** Aim of the exercise **
Write out, as an exact transcription, the line that has "let calls = Arc::new(AtomicUsize::new(0));" and each line after it through the end of the data below.

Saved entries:

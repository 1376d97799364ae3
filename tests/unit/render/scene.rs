use super::*;
use crate::animation::ease::Ease;
use crate::animation::transition::generate_transition;
use crate::foundation::error::MorphResult;
use crate::highlight::{HighlightNode, PlainHighlighter};
use std::sync::atomic::{AtomicUsize, Ordering};

fn metrics() -> GlyphMetrics {
    GlyphMetrics::new(10.0, 20.0).unwrap()
}

/// Tags the whole text as `keyword` for language "kw"; unsupported otherwise.
#[derive(Clone, Default)]
struct KeywordOnly(Arc<AtomicUsize>);

impl Highlighter for KeywordOnly {
    fn highlight(&self, code: &str, language: &str) -> MorphResult<Option<Vec<HighlightNode>>> {
        self.0.fetch_add(1, Ordering::SeqCst);
        Ok((language == "kw").then(|| vec![HighlightNode::span("keyword", code)]))
    }
}

fn transition_frame(
    from: AnimationSlide,
    to: AnimationSlide,
    segments: u32,
    index: usize,
) -> AnimationFrame {
    let frame = generate_transition(Arc::new(from), Arc::new(to), 1000.0, segments, metrics())
        .unwrap()
        .with_ease(Ease::Linear)
        .nth(index)
        .unwrap();
    AnimationFrame::Transition {
        slide_index: 0,
        frame,
    }
}

fn glyph(scene: &Scene, ch: char) -> &GlyphInstance {
    scene.glyphs.iter().find(|g| g.ch == ch).unwrap()
}

#[test]
fn code_cells_skip_whitespace_and_carriage_returns() {
    let cells: Vec<_> = code_cells("a b\r\n c").collect();
    assert_eq!(
        cells,
        vec![
            ('a', Cell::new(0, 0)),
            ('b', Cell::new(0, 2)),
            ('c', Cell::new(1, 1)),
        ]
    );
}

#[test]
fn hold_frame_draws_every_visible_char_opaque() {
    let slide = Arc::new(AnimationSlide::new("a", "fn x\n  y", "rust", 1.0).with_title("Intro"));
    let frame = AnimationFrame::Slide {
        slide_index: 0,
        slide,
    };
    let theme = Theme::dark();
    let mut cache = ColorMapCache::new(PlainHighlighter);
    let scene = compose_frame(&frame, TransitionType::Diff, &mut cache, &theme, metrics());

    assert_eq!(scene.glyphs.len(), 4);
    assert!(scene.glyphs.iter().all(|g| g.opacity == 1.0));
    assert!(scene.glyphs.iter().all(|g| g.color == theme.plain));
    assert_eq!(glyph(&scene, 'y').position, Position::new(20.0, 20.0));
    assert_eq!(
        scene.titles,
        vec![TitleInstance {
            text: "Intro".into(),
            opacity: 1.0
        }]
    );
}

#[test]
fn diff_midpoint_fades_replaced_digit() {
    let frame = transition_frame(
        AnimationSlide::new("a", "let a = 1;", "rust", 1.0),
        AnimationSlide::new("b", "let a = 2;", "rust", 1.0),
        10,
        5,
    );
    let mut cache = ColorMapCache::new(PlainHighlighter);
    let scene = compose_frame(
        &frame,
        TransitionType::Diff,
        &mut cache,
        &Theme::dark(),
        metrics(),
    );

    let one = glyph(&scene, '1');
    let two = glyph(&scene, '2');
    assert!((one.opacity - 0.5).abs() < 1e-9);
    assert!((two.opacity - 0.5).abs() < 1e-9);
    assert_eq!(one.position, Position::new(80.0, 0.0));
    assert_eq!(two.position, Position::new(80.0, 0.0));
    assert_eq!(glyph(&scene, 'l').opacity, 1.0);
    assert_eq!(glyph(&scene, ';').position, Position::new(90.0, 0.0));
}

#[test]
fn kept_chars_move_along_progress() {
    let frame = transition_frame(
        AnimationSlide::new("a", "b", "rust", 1.0),
        AnimationSlide::new("b", "a\nb", "rust", 1.0),
        4,
        2,
    );
    let mut cache = ColorMapCache::new(PlainHighlighter);
    let scene = compose_frame(
        &frame,
        TransitionType::Diff,
        &mut cache,
        &Theme::dark(),
        metrics(),
    );
    let b = glyph(&scene, 'b');
    assert_eq!(b.opacity, 1.0);
    assert!((b.position.y - 10.0).abs() < 1e-9);
    assert_eq!(b.position.x, 0.0);
}

#[test]
fn kept_color_swaps_over_middle_half() {
    let theme = Theme::dark();
    let keyword = theme.color_for("keyword");
    let plain = theme.color_for("plain");
    let color_at = |index| {
        let frame = transition_frame(
            AnimationSlide::new("a", "x", "kw", 1.0),
            AnimationSlide::new("b", "x", "plaintext", 1.0),
            4,
            index,
        );
        let mut cache = ColorMapCache::new(KeywordOnly::default());
        let scene = compose_frame(&frame, TransitionType::Diff, &mut cache, &theme, metrics());
        glyph(&scene, 'x').color
    };

    assert_eq!(color_at(0), keyword);
    assert_eq!(color_at(1), keyword);
    assert_eq!(color_at(2), lerp_rgba8(keyword, plain, 0.5));
    assert_eq!(color_at(3), plain);
    assert_eq!(color_at(4), plain);
}

#[test]
fn fade_crossfades_both_layouts() {
    let frame = transition_frame(
        AnimationSlide::new("a", "ab", "rust", 1.0),
        AnimationSlide::new("b", "ab", "rust", 1.0),
        4,
        1,
    );
    let mut cache = ColorMapCache::new(PlainHighlighter);
    let scene = compose_frame(
        &frame,
        TransitionType::Fade,
        &mut cache,
        &Theme::dark(),
        metrics(),
    );
    assert_eq!(scene.glyphs.len(), 4);
    let fading_out: Vec<_> = scene.glyphs[..2].iter().map(|g| g.opacity).collect();
    let fading_in: Vec<_> = scene.glyphs[2..].iter().map(|g| g.opacity).collect();
    assert_eq!(fading_out, vec![0.75, 0.75]);
    assert_eq!(fading_in, vec![0.25, 0.25]);
}

#[test]
fn endpoints_drop_invisible_glyphs() {
    let first = transition_frame(
        AnimationSlide::new("a", "a", "rust", 1.0),
        AnimationSlide::new("b", "z", "rust", 1.0),
        4,
        0,
    );
    let mut cache = ColorMapCache::new(PlainHighlighter);
    let scene = compose_frame(
        &first,
        TransitionType::Diff,
        &mut cache,
        &Theme::dark(),
        metrics(),
    );
    assert_eq!(scene.glyphs.len(), 1);
    assert_eq!(scene.glyphs[0].ch, 'a');
}

#[test]
fn titles_crossfade_when_they_differ() {
    let frame = transition_frame(
        AnimationSlide::new("a", "x", "rust", 1.0).with_title("One"),
        AnimationSlide::new("b", "x", "rust", 1.0).with_title("Two"),
        4,
        1,
    );
    let mut cache = ColorMapCache::new(PlainHighlighter);
    let scene = compose_frame(
        &frame,
        TransitionType::Diff,
        &mut cache,
        &Theme::dark(),
        metrics(),
    );
    assert_eq!(scene.titles.len(), 2);
    assert_eq!(scene.titles[0].text, "One");
    assert!((scene.titles[0].opacity - 0.75).abs() < 1e-9);
    assert_eq!(scene.titles[1].text, "Two");
}

#[test]
fn cache_highlights_each_slide_once() {
    let calls = Arc::new(AtomicUsize::new(0));
    let mut cache = ColorMapCache::new(KeywordOnly(Arc::clone(&calls)));
    let a = AnimationSlide::new("a", "x", "kw", 1.0);
    let b = AnimationSlide::new("b", "y", "kw", 1.0);
    for _ in 0..3 {
        cache.get(&a);
        cache.get(&b);
    }
    assert_eq!(calls.load(Ordering::SeqCst), 2);
    assert_eq!(cache.len(), 2);
    cache.clear();
    assert!(cache.is_empty());
    cache.get(&a);
    assert_eq!(calls.load(Ordering::SeqCst), 3);
}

** Solution below **
    let calls = Arc::new(AtomicUsize::new(0));
    let mut cache = ColorMapCache::new(KeywordOnly(Arc::clone(&calls)));
    let a = AnimationSlide::new("a", "x", "kw", 1.0);
    let b = AnimationSlide::new("b", "y", "kw", 1.0);
    for _ in 0..3 {
        cache.get(&a);
        cache.get(&b);
    }
    assert_eq!(calls.load(Ordering::SeqCst), 2);
    assert_eq!(cache.len(), 2);
    cache.clear();
    assert!(cache.is_empty());
    cache.get(&a);
    assert_eq!(calls.load(Ordering::SeqCst), 3);
}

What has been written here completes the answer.